- Newlen in 2026

Acting Librarian of Congress
- Disputed
- Assumed office May 8, 2025 Disputed with Todd Blanche
- President: Donald Trump
- Preceded by: Carla Hayden

Personal details
- Born: Robert Randolph Newlen Washington, D.C., U.S.
- Education: Bridgewater College (BA); American University (MA); Catholic University (MLS);
- Occupation: Librarian

= Robert Newlen =

American librarian and acting Librarian of Congress since 2025

Robert Randolph Newlen is an American librarian who, as principal deputy librarian of the United States Library of Congress, became the acting librarian of Congress following the dismissal of Carla Hayden in May 2025 by the Trump administration. In 2026 he was awarded American Library Association Honorary Membership, the Association's highest honor.

== Early life and education ==
Robert Randolph Newlen was born at the now-demolished Sibley Hospital in Washington, D.C. and is a third-generation D.C. native. He is a graduate of Bridgewater College, from which he received a bachelor of arts in political science and French in 1975. In 1979, he received a master of arts in art history from American University, focusing on nineteenth-century and twentieth-century paintings. Newlen also holds a Master of Library Science from the Catholic University of America.

== Career ==
A few months after graduating from Bridgewater College, Newlen began working at the Library of Congress in November 1975, specifically for the Congressional Research Service (CRS). He was employed as a clerk and typist, delivering letters across the Thomas Jefferson Building.

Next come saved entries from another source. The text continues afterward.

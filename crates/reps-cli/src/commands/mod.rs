//! CLI subcommand implementations.

pub mod add;
pub mod calendar;
pub mod export;
pub mod goal;
pub mod monitor;
pub mod report;
pub mod seed;
pub mod status;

During his time at the Library of Congress, Newlen has served in various leadership positions. These have included supervisory team leader of the Senate Reference Center; head of the CRS Legislative Relations Office; and head of the Inquiry Unit. He also served as assistant law librarian for Collections, Outreach & Services; a fundraiser for and coordinator of the “Magna Carta: Muse and Mentor” exhibit; Library of Congress chief of staff; and deputy Librarian of Congress. In 2017, Newlen retired as deputy Librarian of Congress.

Following his 2017 retirement from the Library of Congress, Newlen was executive director and director of strategic initiatives for The Dwight D. Opperman Foundation.

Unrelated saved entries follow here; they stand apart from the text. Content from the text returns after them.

use std::io;
use std::path::Path;

use anyhow::{Context, Result};
use chrono::Utc;
use clap::Parser;
use tracing_subscriber::EnvFilter;

use reps_cli::commands::{add, calendar, export, goal, monitor, report, seed, status};
use reps_cli::{Cli, Commands, Config, GoalAction};
use reps_core::DayBucketer;
use reps_core::stats::DEFAULT_AVERAGE_WINDOW_DAYS;

/// Load config and open database, ensuring the parent directory exists.
fn open_database(config_path: Option<&Path>) -> Result<(reps_db::Database, Config)> {
    let config = Config::load_from(config_path).context("failed to load configuration")?;
    tracing::debug!(?config, "loaded configuration");

    if let Some(parent) = config.database_path.parent() {
        std::fs::create_dir_all(parent).context("failed to create database directory")?;
    }

    let db = reps_db::Database::open(&config.database_path).context("failed to open database")?;
    Ok((db, config))
}

fn main() -> Result<()> {
    let cli = Cli::parse();

    // Initialize tracing with verbose flag support
    let filter = if cli.verbose {
        EnvFilter::new("debug")
    } else {
        EnvFilter::from_default_env()
    };
    // Use try_init to avoid panic if tracing is already initialized (e.g., in tests)
    let _ = tracing_subscriber::fmt().with_env_filter(filter).try_init();

    // One frozen offset per invocation: every day key this run computes
    // comes from the same bucketer, even across a DST step.
    let bucketer = DayBucketer::local();
    let now = Utc::now();
    let today = bucketer.day_of(now);
    let mut stdout = io::stdout();

    match &cli.command {
        Some(Commands::Add { count }) => {
            let (mut db, config) = open_database(cli.config.as_deref())?;
            let goal = config.goal()?;
            let delta = i32::try_from(*count).context("count too large")?;
            add::run(&mut stdout, &mut db, goal, delta, today, now)?;
            export::refresh(&db, &config.snapshot_path, goal, today)?;
        }
        Some(Commands::Sub { count }) => {
            let (mut db, config) = open_database(cli.config.as_deref())?;
            let goal = config.goal()?;
            let delta = i32::try_from(*count).context("count too large")?;
            add::run(&mut stdout, &mut db, goal, -delta, today, now)?;
            export::refresh(&db, &config.snapshot_path, goal, today)?;
        }
        Some(Commands::Monitor { input }) => {
            let (mut db, config) = open_database(cli.config.as_deref())?;
            monitor::run(&mut stdout, &mut db, &config, bucketer, input.as_deref())?;
        }
        Some(Commands::Status) => {
            let (db, config) = open_database(cli.config.as_deref())?;
            status::run(&mut stdout, &db, config.goal()?, today)?;
        }
        Some(Commands::Report { window, json }) => {
            let (db, config) = open_database(cli.config.as_deref())?;
            let window_days = window.unwrap_or(DEFAULT_AVERAGE_WINDOW_DAYS);
            report::run(&db, config.goal()?, today, window_days, *json)?;
        }
        Some(Commands::Calendar { month }) => {
            let (db, config) = open_database(cli.config.as_deref())?;
            calendar::run(&mut stdout, &db, config.goal()?, today, month.as_deref())?;
        }
        Some(Commands::Export { output }) => {
            let (db, config) = open_database(cli.config.as_deref())?;
            export::run(
                &mut stdout,
                &db,
                &config.snapshot_path,
                config.goal()?,
                today,
                output.as_deref(),
            )?;
        }
        Some(Commands::Goal { action }) => match action {
            Some(GoalAction::Set { reps }) => {
                goal::set(&mut stdout, *reps, cli.config.as_deref())?;
            }
            None => {
                let config = Config::load_from(cli.config.as_deref())
                    .context("failed to load configuration")?;
                goal::show(&mut stdout, &config)?;
            }
        },
        Some(Commands::Seed { days }) => {
            let (mut db, config) = open_database(cli.config.as_deref())?;
            let goal = config.goal()?;
            let mut rng = rand::thread_rng();
            seed::run(&mut stdout, &mut db, &mut rng, goal, *days, today, now)?;
            export::refresh(&db, &config.snapshot_path, goal, today)?;
        }
        None => {
            // No subcommand, show help
            use clap::CommandFactory;
            Cli::command().print_help()?;
            println!();
        }
    }

    Ok(())
}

In 2023, the Librarian of Congress, Carla Hayden, announced that she had appointed Newlen as the interim director of the Congressional Research Service following the resignation of the CRS director, Mary Mazanec. Newlen was appointed the Principal Deputy Librarian of Congress on March 29, 2025.

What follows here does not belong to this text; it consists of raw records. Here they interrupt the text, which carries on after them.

//! Seed command: generate demo history.
//!
//! Fills the trailing days with random counts between zero and a little
//! past the goal, committed through the normal mutation path so the
//! running total and streaks stay consistent with the day rows. Useful
//! for trying the reporting commands without a sensor stream.

use std::io::Write;

use anyhow::Result;
use chrono::{DateTime, Duration, NaiveDate, Utc};
use rand::Rng;

use reps_core::Goal;
use reps_db::Database;

/// Headroom above the goal for generated counts.
const OVERSHOOT: u32 = 15;

pub fn run<W: Write, R: Rng>(
    writer: &mut W,
    db: &mut Database,
    rng: &mut R,
    goal: Goal,
    days: u32,
    today: NaiveDate,
    now: DateTime<Utc>,
) -> Result<()> {
    anyhow::ensure!(days > 0, "must seed at least 1 day");

    let mut seeded: u64 = 0;
    for back in (0..days).rev() {
        let day = today - Duration::days(i64::from(back));
        let count = rng.gen_range(0..=goal.get() + OVERSHOOT);
        if count == 0 {
            // A rest day: no record at all, same as never opening the app.
            continue;
        }
        let change = db.record_completion(day, i32::try_from(count)?, goal, today, now)?;
        seeded += u64::from(change.new) - u64::from(change.previous);
    }
    tracing::info!(days, seeded, "demo history seeded");

    writeln!(writer, "Seeded {days} days of history ({seeded} reps)")?;
    Ok(())
}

=== Librarian of Congress dispute ===
On May 8, 2025, Carla Hayden was abruptly fired by President Donald Trump through an email sent to Hayden. In a separate email, Newlen proclaimed that he would serve as the acting librarian of Congress "until further instruction". On May 12, four days after Hayden's dismissal, Trump appointed Todd Blanche, the deputy attorney general, as the acting librarian of Congress. Newlen did not immediately recognize Blanche's appointment. Another official of the library who was dismissed shortly after Hayden, Shira Perlmutter has sued to dispute the legality of her dismissal, as her position as Register of Copyrights is appointed by, and responsible to, the Librarian of Congress. Newlen was also appointed by Hayden.

===American Library Association===

Newlen served for multiple terms on Council of the American Library Association including the Executive Board. He was also an Endowment Trustee. Newlen ran for president of the American Library Association for the 2004–2005 term.

He was awarded the Association's ALA Medal of Excellence in 2016 for his "creative leadership of high order, particularly in library management." In 2021, he was honored with the Joseph W. Lippincott Award for distinguished service to the profession of librarianship. In 2026 he was awarded Honorary Membership.